Il segretario confederale della Uil Domenico Proietti, commentando i dati del Sole24 Ore, parla di ''criteri di revisione dei coefficienti inadeguati alla realtà del nostro sistema''. E' per questo, infatti, che il sindacato ha "chiesto da tempo la definizione di nuovi criteri per determinare i coefficienti, che sono il cuore del sistema contributivo" sollecitando, per esempio, una revisione delle pensioni "per fasce di età" che eliminerebbe uno degli effetti più distorsivi del sistema, cioè quello di penalizzare maggiormente, a parità di condizioni di partenza, chi decide di restare al lavoro rispetto a chi opta per un pensionamento di anzianità.

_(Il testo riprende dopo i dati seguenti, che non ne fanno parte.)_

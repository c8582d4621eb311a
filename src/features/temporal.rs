//! Calendar parts of each trade date and the gap since the same insider's
//! previous trade in the same ticker.

use crate::error::SchemaError;
use crate::table::{names, Column, Frame};
use chrono::Datelike;
use std::cmp::Ordering;
use tracing::{debug, warn};

#[derive(Debug, Clone, Default)]
pub struct TemporalGapEngine;

impl TemporalGapEngine {
    pub fn new() -> Self {
        Self
    }

    /// Returns a new frame with `year`, `month`, `day`, `weekday` (0 = Monday) and
    /// `days_since_last_trade`.
    ///
    /// With an `actor_id` column, rows come back ordered by
    /// (actor_id, entity_id, timestamp, input position); rows lacking an actor
    /// sort last and have no gap. Without one, input order is kept and every gap
    /// is missing.
    pub fn compute(&self, frame: &Frame) -> Result<Frame, SchemaError> {
        let entities = frame.utf8(names::ENTITY_ID)?;
        let dates = frame.date(names::TIMESTAMP)?;
        let actors = if frame.has_column(names::ACTOR_ID) {
            Some(frame.utf8(names::ACTOR_ID)?)
        } else {
            None
        };

        let mut valid_dates = Vec::with_capacity(frame.height());
        for row in 0..frame.height() {
            if entities[row].is_none() {
                return Err(SchemaError::NullValue {
                    column: names::ENTITY_ID.to_string(),
                    row,
                });
            }
            valid_dates.push(dates[row].ok_or_else(|| SchemaError::NullValue {
                column: names::TIMESTAMP.to_string(),
                row,
            })?);
        }

        let mut order: Vec<usize> = (0..frame.height()).collect();
        let mut gaps: Vec<Option<f64>> = vec![None; frame.height()];

        match actors {
            Some(actors) => {
                order.sort_by(|&a, &b| {
                    cmp_actor(&actors[a], &actors[b])
                        .then_with(|| entities[a].cmp(&entities[b]))
                        .then_with(|| valid_dates[a].cmp(&valid_dates[b]))
                });
                for pair in order.windows(2) {
                    let (prev, cur) = (pair[0], pair[1]);
                    if actors[cur].is_some() && actors[cur] == actors[prev] && entities[cur] == entities[prev] {
                        gaps[cur] = Some((valid_dates[cur] - valid_dates[prev]).num_days() as f64);
                    }
                }
            }
            None => warn!("no actor column; days_since_last_trade is missing for every row"),
        }

        let ordered_dates: Vec<_> = order.iter().map(|&r| valid_dates[r]).collect();
        let part = |f: fn(&chrono::NaiveDate) -> i64| -> Column {
            Column::Int64(ordered_dates.iter().map(|d| Some(f(d))).collect())
        };

        let out = frame
            .take(&order)
            .with_column(names::YEAR, part(|d| i64::from(d.year())))?
            .with_column(names::MONTH, part(|d| i64::from(d.month())))?
            .with_column(names::DAY, part(|d| i64::from(d.day())))?
            .with_column(names::WEEKDAY, part(|d| i64::from(d.weekday().num_days_from_monday())))?
            .with_column(
                names::DAYS_SINCE_LAST_TRADE,
                Column::Float64(order.iter().map(|&r| gaps[r]).collect()),
            )?;

        debug!(
            rows = out.height(),
            gaps = gaps.iter().filter(|g| g.is_some()).count(),
            "temporal features computed"
        );
        Ok(out)
    }
}

/// Present actors first, in lexical order; missing actors last.
fn cmp_actor(a: &Option<String>, b: &Option<String>) -> Ordering {
    match (a, b) {
        (Some(x), Some(y)) => x.cmp(y),
        (Some(_), None) => Ordering::Less,
        (None, Some(_)) => Ordering::Greater,
        (None, None) => Ordering::Equal,
    }
}
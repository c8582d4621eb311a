//! Pipeline configuration. Window lengths and the unusual-volume quantile are fixed
//! constants of the feature engines and deliberately not configurable here.

use serde::{Deserialize, Serialize};
use std::path::PathBuf;

#[derive(Debug, Clone, Serialize, Deserialize)]
#[serde(default)]
pub struct PipelineConfig {
    /// Directory holding the processed insider trading CSV files
    pub data_dir: PathBuf,
    /// Record normalization parameters
    pub normalize: NormalizeConfig,
    /// Logging
    pub log: LogConfig,
}

#[derive(Debug, Clone, Serialize, Deserialize)]
#[serde(default)]
pub struct NormalizeConfig {
    /// chrono format strings tried in order for date-only values
    pub date_formats: Vec<String>,
    /// chrono format strings tried in order for date-time values (time is dropped)
    pub datetime_formats: Vec<String>,
}

#[derive(Debug, Clone, Serialize, Deserialize)]
#[serde(default)]
pub struct LogConfig {
    pub level: String,
    pub json: bool,
}

impl Default for PipelineConfig {
    fn default() -> Self {
        Self {
            data_dir: PathBuf::from("data/processed"),
            normalize: NormalizeConfig::default(),
            log: LogConfig::default(),
        }
    }
}

impl Default for NormalizeConfig {
    fn default() -> Self {
        Self {
            date_formats: vec![
                "%Y-%m-%d".to_string(),
                "%m/%d/%Y".to_string(),
                "%Y/%m/%d".to_string(),
                "%b %d, %Y".to_string(),
            ],
            datetime_formats: vec![
                "%Y-%m-%d %H:%M:%S".to_string(),
                "%Y-%m-%dT%H:%M:%S".to_string(),
                "%Y-%m-%d %H:%M".to_string(),
                "%m/%d/%Y %H:%M:%S".to_string(),
            ],
        }
    }
}

impl Default for LogConfig {
    fn default() -> Self {
        Self {
            level: "info".to_string(),
            json: true,
        }
    }
}

impl PipelineConfig {
    /// Load from JSON file if present; otherwise return default
    pub fn load(path: &std::path::Path) -> Self {
        if path.exists() {
            match std::fs::read_to_string(path) {
                Ok(data) => match serde_json::from_str::<PipelineConfig>(&data) {
                    Ok(c) => return c,
                    Err(e) => tracing::warn!(path = %path.display(), error = %e, "invalid config; using defaults"),
                },
                Err(e) => tracing::warn!(path = %path.display(), error = %e, "unreadable config; using defaults"),
            }
        }
        Self::default()
    }
}
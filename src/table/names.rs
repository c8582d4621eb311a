//! Canonical column names of the normalized trade table and the feature matrix.

pub const ENTITY_ID: &str = "entity_id";
pub const ACTOR_ID: &str = "actor_id";
pub const TIMESTAMP: &str = "timestamp";
pub const TRANSACTION_TYPE: &str = "transaction_type";
pub const SHARES: &str = "shares";
pub const PRICE: &str = "price";
pub const TRADE_VALUE: &str = "trade_value";
pub const RELATIONSHIP: &str = "relationship";
pub const REMARKS: &str = "remarks";

pub const INSIDER_ROLE: &str = "insider_role";
pub const IS_BUY: &str = "is_buy";
pub const IS_SELL: &str = "is_sell";

pub const TRADE_VALUE_7D_MEAN: &str = "trade_value_7d_mean";
pub const TRADE_VALUE_30D_MEAN: &str = "trade_value_30d_mean";
pub const TRADE_VALUE_ZSCORE: &str = "trade_value_zscore";
pub const TRADE_VALUE_PCT_RANK: &str = "trade_value_pct_rank";
pub const UNUSUAL_VOLUME: &str = "unusual_volume";

pub const YEAR: &str = "year";
pub const MONTH: &str = "month";
pub const DAY: &str = "day";
pub const WEEKDAY: &str = "weekday";
pub const DAYS_SINCE_LAST_TRADE: &str = "days_since_last_trade";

Anche l'Ugl, dichiara il segretario confederale Nazzareno Mollicone, aveva “sollevato l'inappropriatezza dei parametri con cui si procede alla revisione dei coefficienti di calcolo della pensione” che “si riveleranno penalizzanti". L'impegno, invece, per il sindacato, "deve essere orientato a rivalutare le pensioni esistenti” e a far sì “che i giovani lavoratori di oggi, entrando tardi nel mercato del lavoro e per lo più con carriere discontinue, non debbano accontentarsi di una pensione sociale”.

Sdrammatizza il ministro della Funzione pubblica Renato Brunetta. "Nulla di grave. Il fatto è che il 2009 è stato un anno di crescita bassa. Il risultato è che l'adeguamento delle pensioni per il prossimo anno, sull'anno precedente, sarà più basso. Questa è la regola, un meccanismo voluto dal governo Amato nel 92. Le pensioni dunque cresceranno di meno ma cresceranno", spiega

"Una diminuzione delle pensioni non è mai una cosa positiva", replica Proietti.